§ Input records:
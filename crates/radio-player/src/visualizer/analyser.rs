//! Frequency analyser with the semantics of a browser `AnalyserNode`:
//! Blackman window, magnitude / N, exponential smoothing over time, then a
//! dB range mapped onto bytes.

use std::collections::VecDeque;
use std::sync::Arc;

use rustfft::num_complex::Complex;
use rustfft::{Fft, FftPlanner};

pub const MIN_DECIBELS: f32 = -100.0;
pub const MAX_DECIBELS: f32 = -30.0;

pub struct Analyser {
    fft: Arc<dyn Fft<f32>>,
    fft_size: usize,
    smoothing: f32,
    window: Vec<f32>,
    /// Most recent `fft_size` samples, oldest first.
    samples: VecDeque<f32>,
    smoothed: Vec<f32>,
    scratch: Vec<Complex<f32>>,
}

impl Analyser {
    /// `fft_size` is rounded up to a power of two, minimum 32.
    pub fn new(fft_size: usize, smoothing: f32) -> Self {
        let fft_size = fft_size.max(32).next_power_of_two();
        let fft = FftPlanner::<f32>::new().plan_fft_forward(fft_size);
        Self {
            fft,
            fft_size,
            smoothing: smoothing.clamp(0.0, 1.0),
            window: blackman(fft_size),
            samples: VecDeque::from(vec![0.0; fft_size]),
            smoothed: vec![0.0; fft_size / 2],
            scratch: vec![Complex::new(0.0, 0.0); fft_size],
        }
    }

    pub fn bin_count(&self) -> usize {
        self.fft_size / 2
    }

    /// Append PCM samples in [-1, 1]; only the newest `fft_size` are kept.
    pub fn push_samples(&mut self, pcm: &[f32]) {
        let skip = pcm.len().saturating_sub(self.fft_size);
        for &s in &pcm[skip..] {
            if self.samples.len() == self.fft_size {
                self.samples.pop_front();
            }
            self.samples.push_back(s);
        }
    }

    /// Run one analysis frame and return byte magnitudes, one per bin.
    pub fn byte_frequency_data(&mut self) -> Vec<u8> {
        for (i, (slot, &s)) in self.scratch.iter_mut().zip(self.samples.iter()).enumerate() {
            *slot = Complex::new(s * self.window[i], 0.0);
        }
        self.fft.process(&mut self.scratch);

        let n = self.fft_size as f32;
        let tau = self.smoothing;
        let range = MAX_DECIBELS - MIN_DECIBELS;
        self.smoothed
            .iter_mut()
            .zip(self.scratch.iter())
            .map(|(prev, bin)| {
                let mag = bin.norm() / n;
                let next = tau * *prev + (1.0 - tau) * mag;
                *prev = if next.is_finite() { next } else { 0.0 };
                let db = 20.0 * prev.log10();
                let scaled = (255.0 / range) * (db - MIN_DECIBELS);
                scaled.clamp(0.0, 255.0) as u8
            })
            .collect()
    }

    /// `byte_frequency_data` scaled into [0, 1].
    pub fn normalized(&mut self) -> Vec<f32> {
        self.byte_frequency_data()
            .into_iter()
            .map(|b| b as f32 / 255.0)
            .collect()
    }

    /// Decay toward silence (used while no audio arrives).
    pub fn reset(&mut self) {
        self.samples.iter_mut().for_each(|s| *s = 0.0);
    }
}

fn blackman(n: usize) -> Vec<f32> {
    let alpha = 0.16f32;
    let a0 = 0.5 * (1.0 - alpha);
    let a1 = 0.5;
    let a2 = 0.5 * alpha;
    (0..n)
        .map(|i| {
            let x = i as f32 / n as f32;
            a0 - a1 * (2.0 * std::f32::consts::PI * x).cos()
                + a2 * (4.0 * std::f32::consts::PI * x).cos()
        })
        .collect()
}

§ The problem: Each record above should be repeated exactly as it appears.

§ Response to this task:
filename crates/radio-player/src/visualizer/analyser.rs
//! Frequency analyser with the semantics of a browser `AnalyserNode`:
//! Blackman window, magnitude / N, exponential smoothing over time, then a
//! dB range mapped onto bytes.

use std::collections::VecDeque;
use std::sync::Arc;

use rustfft::num_complex::Complex;
use rustfft::{Fft, FftPlanner};

pub const MIN_DECIBELS: f32 = -100.0;
pub const MAX_DECIBELS: f32 = -30.0;

pub struct Analyser {
    fft: Arc<dyn Fft<f32>>,
    fft_size: usize,
    smoothing: f32,
    window: Vec<f32>,
    /// Most recent `fft_size` samples, oldest first.
    samples: VecDeque<f32>,
    smoothed: Vec<f32>,
    scratch: Vec<Complex<f32>>,
}

impl Analyser {
    /// `fft_size` is rounded up to a power of two, minimum 32.
    pub fn new(fft_size: usize, smoothing: f32) -> Self {
        let fft_size = fft_size.max(32).next_power_of_two();
        let fft = FftPlanner::<f32>::new().plan_fft_forward(fft_size);
        Self {
            fft,
            fft_size,
            smoothing: smoothing.clamp(0.0, 1.0),
            window: blackman(fft_size),
            samples: VecDeque::from(vec![0.0; fft_size]),
            smoothed: vec![0.0; fft_size / 2],
            scratch: vec![Complex::new(0.0, 0.0); fft_size],
        }
    }

    pub fn bin_count(&self) -> usize {
        self.fft_size / 2
    }

    /// Append PCM samples in [-1, 1]; only the newest `fft_size` are kept.
    pub fn push_samples(&mut self, pcm: &[f32]) {
        let skip = pcm.len().saturating_sub(self.fft_size);
        for &s in &pcm[skip..] {
            if self.samples.len() == self.fft_size {
                self.samples.pop_front();
            }
            self.samples.push_back(s);
        }
    }

    /// Run one analysis frame and return byte magnitudes, one per bin.
    pub fn byte_frequency_data(&mut self) -> Vec<u8> {
        for (i, (slot, &s)) in self.scratch.iter_mut().zip(self.samples.iter()).enumerate() {
            *slot = Complex::new(s * self.window[i], 0.0);
        }
        self.fft.process(&mut self.scratch);

        let n = self.fft_size as f32;
        let tau = self.smoothing;
        let range = MAX_DECIBELS - MIN_DECIBELS;
        self.smoothed
            .iter_mut()
            .zip(self.scratch.iter())
            .map(|(prev, bin)| {
                let mag = bin.norm() / n;
                let next = tau * *prev + (1.0 - tau) * mag;
                *prev = if next.is_finite() { next } else { 0.0 };
                let db = 20.0 * prev.log10();
                let scaled = (255.0 / range) * (db - MIN_DECIBELS);
                scaled.clamp(0.0, 255.0) as u8
            })
            .collect()
    }

    /// `byte_frequency_data` scaled into [0, 1].
    pub fn normalized(&mut self) -> Vec<f32> {
        self.byte_frequency_data()
            .into_iter()
            .map(|b| b as f32 / 255.0)
            .collect()
    }

    /// Decay toward silence (used while no audio arrives).
    pub fn reset(&mut self) {
        self.samples.iter_mut().for_each(|s| *s = 0.0);
    }
}

fn blackman(n: usize) -> Vec<f32> {
    let alpha = 0.16f32;
    let a0 = 0.5 * (1.0 - alpha);
    let a1 = 0.5;
    let a2 = 0.5 * alpha;
    (0..n)
        .map(|i| {
            let x = i as f32 / n as f32;
            a0 - a1 * (2.0 * std::f32::consts::PI * x).cos()
                + a2 * (4.0 * std::f32::consts::PI * x).cos()
        })
        .collect()
}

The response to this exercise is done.